There is something that I wonder if it's normal and whether others have noticed it. When first started up in the morning, if you're standing outside the car, until the revs settle down, you can hear this "thump, thump" in the idle. Almost sounds like if you have one towel in the dryer and you can hear it thumping against the dryer drum. It seems to go away after the idle settles down though.
Have a 97 I4 non vtec and on start up and in colder weather the engine makes a pecking noise-sounds like a valve is too loose. Have been told there is a lubrication problem on the intake rocker shaft and rocker arms between #2 &3 intake valves resulting in wear and loosening up the intake vales causing it to ping.
Anybody familiar with this issue and will it get progressively worse. Do I need to replace either the rocker shaft or arms or both.
Brake pad life depends upon driving style. If I lived in LA, I would be happy with 25K on pads. Got 113K on my first set of pads and they had about 10K left. 50K would be reasonable with a lot of city driving.
I am new to Hondas, have had Nissans in the past & their pads usually last a long time, at times over 60k. I normally do not use excessive braking, normal city/hwy mixture. But thanks for the info & good luck w/ your valve sound, may be its nothing...
Can you give more details on this "helicopter propeller" noise? How loud is it? When does it usually come up, at low speed, high speed, when shifting, etc.? Thanks.
95hondaaccord Depnding on what the overall condition of the car will be when your done and total investment is what you need to look at. Plus what else could you buy for the same amount of money after the repairs.Then decide..good luck
bodydouble Sounds mormal, I hear like a slight misfire in cars as they warm up that sounds as you say. Probably due to incomplete combustion when cold..
bburton1 There has been some #2 cylynder intake rocker wear that creates a valve tap noise. Inspection of the valve adjustment can diagnose this as the gap will be somewhat larger on that set.
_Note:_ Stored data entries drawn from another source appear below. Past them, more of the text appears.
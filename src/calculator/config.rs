use serde::{Deserialize, Serialize};
use simplelog::LevelFilter;
use std::fs;
use std::path::{Path, PathBuf};
use thiserror::Error;

#[derive(Error, Debug)]
pub enum ConfigError {
    #[error("cannot read config file: {0}")]
    Io(#[from] std::io::Error),
    #[error("cannot parse config file: {0}")]
    Toml(#[from] toml::de::Error),
    #[error("loglevel must be off, none, debug, info, warn or error, got \"{0}\"")]
    InvalidLogLevel(String),
}

/// Settings of the command line front end. Tolerances are fixed constants and are not
/// part of the configuration.
#[derive(Debug, Clone, PartialEq, Serialize, Deserialize)]
#[serde(default)]
pub struct CalculatorConfig {
    /// off, none, debug, info, warn or error
    pub loglevel: String,
    /// variable of `derivative(expr)` when none is given
    pub default_derivative_variable: String,
    /// directory for a timestamped log file, no file logging when absent
    pub log_file: Option<PathBuf>,
}

impl Default for CalculatorConfig {
    fn default() -> Self {
        Self {
            loglevel: "info".to_string(),
            default_derivative_variable: "x".to_string(),
            log_file: None,
        }
    }
}

impl CalculatorConfig {
    pub fn from_toml_str(content: &str) -> Result<Self, ConfigError> {
        let config: CalculatorConfig = toml::from_str(content)?;
        config.level_filter()?;
        Ok(config)
    }

    pub fn load(path: &Path) -> Result<Self, ConfigError> {
        let content = fs::read_to_string(path)?;
        Self::from_toml_str(&content)
    }

    /// `None` when logging is switched off.
    pub fn level_filter(&self) -> Result<Option<LevelFilter>, ConfigError> {
        let level = match self.loglevel.as_str() {
            "off" | "none" => return Ok(None),
            "debug" => LevelFilter::Debug,
            "info" => LevelFilter::Info,
            "warn" => LevelFilter::Warn,
            "error" => LevelFilter::Error,
            other => return Err(ConfigError::InvalidLogLevel(other.to_string())),
        };
        Ok(Some(level))
    }
}
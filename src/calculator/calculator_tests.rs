use crate::calculator::config::CalculatorConfig;
use crate::calculator::dispatcher::{
    Calculator, INDETERMINATE_LIMIT, OperationRequest, classify, evaluate, parse_limit_target,
};
use crate::calculator::errors::CalcError;
use crate::calculator::normalizer::normalize;
use crate::calculator::trace::tests::RecordingTrace;
use crate::symbolic::errors::{EvalError, ParseError};
use crate::symbolic::symbolic_engine::Expr;
use crate::symbolic::symbolic_traits::{AlgebraBackend, NativeBackend};
use std::cell::Cell;
use std::collections::HashMap;
//___________________________________TESTS____________________________________

mod tests {
    use super::*;

    fn sorted_roots(result: &str) -> Vec<f64> {
        let mut roots: Vec<f64> = result.split(", ").map(|r| r.parse().unwrap()).collect();
        roots.sort_by(|a, b| a.partial_cmp(b).unwrap());
        roots
    }

    #[test]
    fn test_evaluate_arithmetic() {
        assert_eq!(evaluate("2+2"), "4");
        assert_eq!(evaluate("\\sqrt{16}"), "4");
        assert_eq!(evaluate("2\\pi"), "6.283185");
        assert_eq!(evaluate("\\frac{1}{3}"), "0.333333");
        assert_eq!(evaluate("\\left|-3\\right|"), "3");
        assert_eq!(evaluate("2^{10}"), "1024");
        assert_eq!(evaluate("3(2+1)"), "9");
    }

    #[test]
    fn test_adjacent_operands_multiply() {
        assert_eq!(evaluate("2\\left(3+1\\right)"), "8");
        assert_eq!(evaluate("\\left(1+1\\right)\\sin\\left(0\\right)"), "0");
        assert_eq!(evaluate("\\frac{1}{2}\\sin(0)"), "0");
        assert_eq!(evaluate("\\left(2+1\\right)\\left(1+1\\right)"), "6");
        // parsed as pi*r, so only r is missing
        assert_eq!(evaluate("\\pi r"), "Error: Undefined symbol r");
        let derivative = evaluate("derivative((x+1)\\sin(x))");
        assert!(!derivative.starts_with("Error"), "{}", derivative);
        assert!(derivative.contains("\\cos"), "{}", derivative);
    }

    #[test]
    fn test_evaluate_non_finite() {
        assert_eq!(evaluate("1/0"), "Infinity");
        assert_eq!(evaluate("-1/0"), "-Infinity");
    }

    #[test]
    fn test_solve_quadratic() {
        let result = evaluate("solve(x^2-5x+6, x)");
        assert_eq!(sorted_roots(&result), vec![2.0, 3.0]);
        assert_eq!(evaluate("solve(x^2-4x+4, x)"), "2");
        assert_eq!(evaluate("solve(x^2+4, x)"), "No real solutions");
    }

    #[test]
    fn test_solve_linear_and_constant() {
        assert_eq!(evaluate("solve(2x+4, x)"), "-2");
        assert_eq!(evaluate("solve(0x+0, x)"), "All real numbers");
        assert_eq!(evaluate("solve(0x+5, x)"), "No solution");
    }

    #[test]
    fn test_solve_errors() {
        assert!(evaluate("solve(x^3-x, x)").starts_with("Error: equations of degree higher than 2"));
        assert!(evaluate("solve(\\ln(x), x)").starts_with("Error: division by zero"));
        assert!(evaluate("solve(\\sqrt{x}-1, x)").starts_with("Error: transcendental"));
    }

    #[test]
    fn test_solve_fractional_powers() {
        assert!(evaluate("solve(x^{1.5}, x)").starts_with("Error: transcendental"));
        assert!(evaluate("solve(x^{2.5}, x)").starts_with("Error: transcendental"));
    }

    #[test]
    fn test_solve_degree_guard_checks_origin_only() {
        // f'''(0) = 0 for x^4 + x, so the quartic is solved from its linear part
        assert_eq!(evaluate("solve(x^4+x, x)"), "0");
    }

    #[test]
    fn test_limit() {
        assert_eq!(evaluate("limit(1/x, x -> inf)"), "0.000000");
        assert_eq!(evaluate("limit(1/x, x \\to \\infty)"), "0.000000");
        assert_eq!(evaluate("limit(x^2+1, x -> 2)"), "5.000000");
        assert_eq!(evaluate("limit(-1/x, x -> Infinity)"), "0.000000");
    }

    #[test]
    fn test_limit_retries_after_simplification() {
        assert_eq!(evaluate("limit(x/x, x -> 0)"), "1.000000");
    }

    #[test]
    fn test_limit_indeterminate() {
        assert_eq!(
            evaluate("limit((x^2-1)/(x-1), x -> 1)"),
            format!("Error: {}", INDETERMINATE_LIMIT)
        );
        assert_eq!(
            evaluate("limit(x, x -> inf)"),
            format!("Error: {}", INDETERMINATE_LIMIT)
        );
    }

    #[test]
    fn test_limit_target_grammar() {
        assert_eq!(parse_limit_target("inf"), Ok(f64::INFINITY));
        assert_eq!(parse_limit_target("Infinity"), Ok(f64::INFINITY));
        assert_eq!(parse_limit_target("-inf"), Ok(f64::NEG_INFINITY));
        assert_eq!(parse_limit_target(" 2.5 "), Ok(2.5));
        assert!(matches!(parse_limit_target("NaN"), Err(CalcError::Unsupported(_))));
        assert_eq!(
            evaluate("limit(1/x, x -> abc)"),
            "Error: Unsupported limit target abc"
        );
    }

    #[test]
    fn test_derivative_forms() {
        assert_eq!(evaluate("\\frac{d}{dx}\\left(x^{3}\\right)"), "3\\cdot x^{2}");
        assert_eq!(evaluate("d/dx(x^2)"), "2\\cdot x");
        assert_eq!(evaluate("derivative(x^2, x)"), "2\\cdot x");
        assert_eq!(evaluate("derivative(x^2*y, y)"), "x^{2}");
        assert_eq!(evaluate("derivative(\\sin(x))"), "\\cos\\left(x\\right)");
    }

    #[test]
    fn test_symbolic_operations() {
        assert_eq!(evaluate("simplify(2x+3x)"), "5\\cdot x");
        assert_eq!(evaluate("expand((x+1)^2)"), "x^{2}+2\\cdot x+1");
        assert_eq!(evaluate("factor(x+1/x)"), "\\frac{x^{2}+1}{x}");
    }

    #[test]
    fn test_symbolic_number_results_use_number_format() {
        assert_eq!(evaluate("simplify(0.5)"), "0.500000");
        assert_eq!(evaluate("simplify(1/4)"), "0.250000");
        assert_eq!(evaluate("simplify(2+2)"), "4");
        assert_eq!(evaluate("derivative(3x)"), "3");
        assert_eq!(evaluate("derivative(x^2)"), "2\\cdot x");
    }

    #[test]
    fn test_errors_become_strings() {
        assert_eq!(evaluate("x+1"), "Error: Undefined symbol x");
        assert_eq!(evaluate("\\int(x)"), "Error: Undefined function integrate");
        assert_eq!(evaluate(""), "Error: Empty expression");
        assert!(evaluate("simplify((x+1)").starts_with("Error: "));
    }

    #[test]
    fn test_classify() {
        assert_eq!(
            classify("solve(x^2-1, x)", "x"),
            OperationRequest::Solve {
                expression: "x^2-1".to_string(),
                variable: "x".to_string()
            }
        );
        assert_eq!(
            classify("limit(sin(x)/x, x -> 0)", "x"),
            OperationRequest::Limit {
                expression: "sin(x)/x".to_string(),
                variable: "x".to_string(),
                target: "0".to_string()
            }
        );
        assert_eq!(
            classify("derivative(t^3)", "t"),
            OperationRequest::Derivative {
                expression: "t^3".to_string(),
                variable: "t".to_string()
            }
        );
        assert_eq!(
            classify("(d)/(dy)*(y^2)", "x"),
            OperationRequest::Derivative {
                expression: "y^2".to_string(),
                variable: "y".to_string()
            }
        );
        assert_eq!(
            classify("2*(x+1)", "x"),
            OperationRequest::Evaluate { expression: "2*(x+1)".to_string() }
        );
        assert_eq!(classify("factor(x)", "x").to_string(), "factor");
    }

    #[test]
    fn test_normalizer_idempotent() {
        for input in ["2x+2", "(x+1)(x-1)", "solve(x^2-5x+6, x)", "3(x)y", "limit(1/x, x -> inf)"] {
            let once = normalize(input);
            assert_eq!(normalize(&once), once);
        }
    }

    #[test]
    fn test_config_default_variable() {
        let config = CalculatorConfig::from_toml_str("default_derivative_variable = \"t\"").unwrap();
        let calculator = Calculator::from_config(NativeBackend, &config);
        assert_eq!(calculator.evaluate("derivative(t^2)"), "2\\cdot t");
    }

    #[test]
    fn test_trace_hook_receives_steps() {
        let recorder = RecordingTrace::default();
        let calculator = Calculator::new(NativeBackend).with_trace(&recorder);
        assert_eq!(calculator.evaluate("2x"), "Error: Undefined symbol x");
        let steps = recorder.steps.borrow();
        assert_eq!(steps[0], ("normalized".to_string(), "2*x".to_string()));
        assert_eq!(steps[1], ("evaluate".to_string(), "2*x".to_string()));
    }

    /// native engine that counts how often it is asked to differentiate
    #[derive(Default)]
    struct CountingBackend {
        derivatives: Cell<usize>,
    }

    impl AlgebraBackend for CountingBackend {
        type Tree = Expr;

        fn parse(&self, text: &str) -> Result<Expr, ParseError> {
            NativeBackend.parse(text)
        }
        fn evaluate(&self, tree: &Expr, scope: &HashMap<String, f64>) -> Result<f64, EvalError> {
            NativeBackend.evaluate(tree, scope)
        }
        fn derivative(&self, tree: &Expr, variable: &str) -> Expr {
            self.derivatives.set(self.derivatives.get() + 1);
            NativeBackend.derivative(tree, variable)
        }
        fn simplify(&self, tree: &Expr) -> Expr {
            NativeBackend.simplify(tree)
        }
        fn expand(&self, tree: &Expr) -> Expr {
            NativeBackend.expand(tree)
        }
        fn rationalize(&self, tree: &Expr) -> Expr {
            NativeBackend.rationalize(tree)
        }
        fn to_display(&self, tree: &Expr) -> String {
            NativeBackend.to_display(tree)
        }
    }

    #[test]
    fn test_backend_is_substitutable() {
        let backend = CountingBackend::default();
        let calculator = Calculator::new(&backend);
        assert_eq!(calculator.evaluate("solve(x^2-1, x)"), "1, -1");
        // first, second and third derivative
        assert_eq!(backend.derivatives.get(), 3);
    }
}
Replacement of the rocker arms in that cylynder is the fix..
hi everyone-i don't know if this is just me-but i just ot the 02 accord coupe w/leather and everythng.this is my first car, but not my first choice.right now im only 16, and i get my license in january. my parents got m the car because they love honda's and the dealership we go to gave us a great price.i never liked the back of this car to tell you the truth and i only got it because it seemed i had no other choice.now i don't know if this is because of the weather, but i really think the car has horrible acceleration.i was on the highway with it yesterday with my mom anda friend in the car.as soon as we paid the toll i hit the gas and the car took forever to go.it almost felt like i was in neutral, and i wasn't.i don't know, i'm really not happy with it and would love to get rid of it.the problem is we finance it..by the way i got the car june 29th and it was built like the week before and theres just over 1000 miles on it.since i have the financing, how do i get rid of the stupid car.my first choice was always a jetta, so if i went to he vw dealer, they would give me a "trade in" price for the accord right?? my other idea was to sell the car privately, but i heard all the money u get goes to the financing company to pay off the car.does that mean the only way to get out of this is to trade in the car at wherever i decide to get a car from?!?!please help me!!!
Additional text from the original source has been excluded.